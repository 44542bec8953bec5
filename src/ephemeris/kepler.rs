use log::{debug, error};
use nalgebra::{Matrix3, Rotation3};

use crate::{
    constants::{Constants, KEPLER_TOLERANCE_RAD, MAX_KEPLER_ITER},
    prelude::{Epoch, Error, Vector3, SV},
};

#[cfg(feature = "serde")]
use serde::{Deserialize, Serialize};

/// BeiDou GEO orbital plane is referenced to an inclined frame
const BDS_GEO_INCLINATION_RAD: f64 = 5.0 * std::f64::consts::PI / 180.0;

/// Keplerian orbital elements, referenced to the ToE of the [OrbElem](crate::prelude::OrbElem)
/// that carries them.
#[derive(Debug, Copy, Clone, Default, PartialEq)]
#[cfg_attr(feature = "serde", derive(Serialize, Deserialize))]
pub struct Kepler {
    /// Semi-major axis (in meters)
    pub semi_major_axis_m: f64,

    /// Semi-major axis rate (in m.s⁻¹), 0 for legacy messages
    pub a_dot_m_s: f64,

    /// Eccentricity
    pub eccentricity: f64,

    /// Mean anomaly at reference time (in radians)
    pub m0_rad: f64,

    /// Mean motion difference (in radians/s)
    pub dn_rad_s: f64,

    /// Inclination at reference time (in radians)
    pub i0_rad: f64,

    /// (in radians/s)
    pub idot_rad_s: f64,

    /// Longitude of ascending node at weekly epoch (in radians)
    pub omega0_rad: f64,

    /// Argument of perigee (in radians)
    pub omega_rad: f64,

    /// Rate of right ascension (in radians/s)
    pub omega_dot_rad_s: f64,

    /// Sine / Cosine (in radians)
    pub cus_cuc_rad: (f64, f64),

    /// Sine / Cosine (in radians)
    pub cis_cic_rad: (f64, f64),

    /// Sine / Cosine (in meters)
    pub crs_crc_m: (f64, f64),
}

/// Propagated Keplerian state
#[derive(Debug, Copy, Clone)]
pub(crate) struct KeplerState {
    pub position_m: Vector3<f64>,
    pub velocity_m_s: Vector3<f64>,
    pub relativistic_s: f64,
    pub relativistic_drift_s_s: f64,
}

/// True for BeiDou satellites on geostationary orbits
pub(crate) fn is_beidou_geo(sv: SV) -> bool {
    sv.constellation == crate::prelude::Constellation::BeiDou
        && (sv.prn <= 5 || (59..=63).contains(&sv.prn))
}

impl Kepler {
    /// Solves Kepler's equation `E - e sin(E) = M` with Newton iterations.
    pub(crate) fn eccentric_anomaly(&self, sv: SV, m_k: f64) -> Result<f64, Error> {
        let e = self.eccentricity;
        let mut e_k = m_k;

        for _ in 0..MAX_KEPLER_ITER {
            let delta = (e_k - e * e_k.sin() - m_k) / (1.0 - e * e_k.cos());
            e_k -= delta;
            if delta.abs() < KEPLER_TOLERANCE_RAD {
                return Ok(e_k);
            }
        }

        error!("{} - kepler solver in failure (e={}, M={})", sv, e, m_k);
        Err(Error::KeplerDivergence(sv))
    }

    /// Resolves position and velocity at `epoch`, from these elements
    /// referenced to `toe`.
    pub(crate) fn propagate(&self, sv: SV, toe: Epoch, epoch: Epoch) -> Result<KeplerState, Error> {
        let gm = Constants::gm(sv);
        let omega_earth = Constants::omega(sv);

        let e = self.eccentricity;
        let e_2 = e.powi(2);

        let (cus, cuc) = self.cus_cuc_rad;
        let (cis, cic) = self.cis_cic_rad;
        let (crs, crc) = self.crs_crc_m;
        let (i0, idot) = (self.i0_rad, self.idot_rad_s);
        let (omega0, omega, omega_dot) = (self.omega0_rad, self.omega_rad, self.omega_dot_rad_s);

        let epoch = epoch.to_time_scale(toe.time_scale);
        let t_k = (epoch - toe).to_seconds();
        let toe_sow = (toe.to_time_of_week().1 as f64) / 1.0E9;

        let a0 = self.semi_major_axis_m;
        let a = a0 + self.a_dot_m_s * t_k;

        let n0 = (gm / a0.powi(3)).sqrt();
        let n = n0 + self.dn_rad_s;
        let m_k = self.m0_rad + n * t_k;

        let e_k = self.eccentric_anomaly(sv, m_k)?;
        let (sin_e_k, cos_e_k) = e_k.sin_cos();
        let one_minus_ecos = 1.0 - e * cos_e_k;

        let v_k = ((1.0 - e_2).sqrt() * sin_e_k).atan2(cos_e_k - e);

        let phi = v_k + omega;
        let (sin_2phi, cos_2phi) = (2.0 * phi).sin_cos();

        let u_k = phi + cuc * cos_2phi + cus * sin_2phi;
        let r_k = a * one_minus_ecos + crc * cos_2phi + crs * sin_2phi;
        let i_k = i0 + idot * t_k + cic * cos_2phi + cis * sin_2phi;

        // time derivatives
        let e_k_dot = n / one_minus_ecos;
        let phi_dot = (1.0 - e_2).sqrt() * e_k_dot / one_minus_ecos;
        let u_k_dot = phi_dot * (1.0 + 2.0 * (cus * cos_2phi - cuc * sin_2phi));
        let r_k_dot = a * e * sin_e_k * e_k_dot
            + self.a_dot_m_s * one_minus_ecos
            + 2.0 * (crs * cos_2phi - crc * sin_2phi) * phi_dot;
        let i_k_dot = idot + 2.0 * (cis * cos_2phi - cic * sin_2phi) * phi_dot;

        let (sin_u_k, cos_u_k) = u_k.sin_cos();
        let (x, y) = (r_k * cos_u_k, r_k * sin_u_k);
        let (x_dot, y_dot) = (
            r_k_dot * cos_u_k - r_k * u_k_dot * sin_u_k,
            r_k_dot * sin_u_k + r_k * u_k_dot * cos_u_k,
        );

        let beidou_geo = is_beidou_geo(sv);

        let (omega_k, omega_k_dot) = if beidou_geo {
            (
                omega0 + omega_dot * t_k - omega_earth * toe_sow,
                omega_dot,
            )
        } else {
            (
                omega0 + (omega_dot - omega_earth) * t_k - omega_earth * toe_sow,
                omega_dot - omega_earth,
            )
        };

        let (position, velocity) =
            orbital_plane_to_ecef((x, y), (x_dot, y_dot), (i_k, i_k_dot), (omega_k, omega_k_dot));

        let (position_m, velocity_m_s) = if beidou_geo {
            let rot_x = Rotation3::from_axis_angle(&Vector3::x_axis(), BDS_GEO_INCLINATION_RAD);
            let rot_z = Rotation3::from_axis_angle(&Vector3::z_axis(), -omega_earth * t_k);

            let (sin_z, cos_z) = (omega_earth * t_k).sin_cos();
            let rot_z_dot = Matrix3::new(
                -sin_z, cos_z, 0.0,
                -cos_z, -sin_z, 0.0,
                0.0, 0.0, 0.0,
            ) * omega_earth;

            let rot3 = rot_z * rot_x;
            (
                rot3 * position,
                rot_z_dot * (rot_x * position) + rot3 * velocity,
            )
        } else {
            (position, velocity)
        };

        let dtr_f = Constants::dtr_f(sv);
        let sqrt_a = a0.sqrt();
        let relativistic_s = dtr_f * e * sqrt_a * sin_e_k;
        let relativistic_drift_s_s = dtr_f * e * sqrt_a * cos_e_k * e_k_dot;

        debug!(
            "{}({}) - kepler solving x={:.3}m y={:.3}m z={:.3}m t_k={}",
            epoch, sv, position_m[0], position_m[1], position_m[2], t_k
        );

        Ok(KeplerState {
            position_m,
            velocity_m_s,
            relativistic_s,
            relativistic_drift_s_s,
        })
    }
}

/// Projects orbital plane coordinates to the ECEF frame.
fn orbital_plane_to_ecef(
    (x, y): (f64, f64),
    (x_dot, y_dot): (f64, f64),
    (i_k, i_k_dot): (f64, f64),
    (omega_k, omega_k_dot): (f64, f64),
) -> (Vector3<f64>, Vector3<f64>) {
    let rot_x3 = Rotation3::from_axis_angle(&Vector3::x_axis(), i_k);
    let rot_z3 = Rotation3::from_axis_angle(&Vector3::z_axis(), omega_k);
    let rot3 = rot_z3 * rot_x3;

    let position = rot3 * Vector3::new(x, y, 0.0);

    let (sin_i, cos_i) = i_k.sin_cos();
    let (sin_o, cos_o) = omega_k.sin_cos();

    let velocity = Vector3::new(
        x_dot * cos_o - y_dot * cos_i * sin_o + y * sin_i * sin_o * i_k_dot
            - position[1] * omega_k_dot,
        x_dot * sin_o + y_dot * cos_i * cos_o - y * sin_i * cos_o * i_k_dot
            + position[0] * omega_k_dot,
        y_dot * sin_i + y * cos_i * i_k_dot,
    );

    (position, velocity)
}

________________________________________

* About this task *
Note how many lines of the listing above contain the string "Constants", and give that number with nothing added.

* Task solution *
4